| EXTRACTED ENTRIES |
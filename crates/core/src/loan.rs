//! # Loan Module
//!
//! Collateral-checked loans. A loan is created unpaid with `total_due =
//! principal + interest` and is mutated exactly once, on repayment.

use chrono::{DateTime, Utc};
use rust_decimal::Decimal;
use serde::{Deserialize, Serialize};

#[derive(Debug, Clone, PartialEq, Eq, Serialize, Deserialize)]
pub struct Loan {
    /// Unique loan id (`ln_…`)
    pub id: String,
    pub borrower_id: i64,
    pub principal: Decimal,
    pub interest: Decimal,
    /// `principal + interest`, fixed at issuance
    pub total_due: Decimal,
    pub paid: bool,
    pub issued_at: DateTime<Utc>,
}

impl Loan {
    pub fn new(
        id: &str,
        borrower_id: i64,
        principal: Decimal,
        interest: Decimal,
        issued_at: DateTime<Utc>,
    ) -> Self {
        Self {
            id: id.to_string(),
            borrower_id,
            principal,
            interest,
            total_due: principal + interest,
            paid: false,
            issued_at,
        }
    }
}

| TASK REQUIREMENTS |
All lines of the records containing "DateTime" should be shown.

| ANSWER FOR THIS EXERCISE |
use chrono::{DateTime, Utc};
    pub issued_at: DateTime<Utc>,
        issued_at: DateTime<Utc>,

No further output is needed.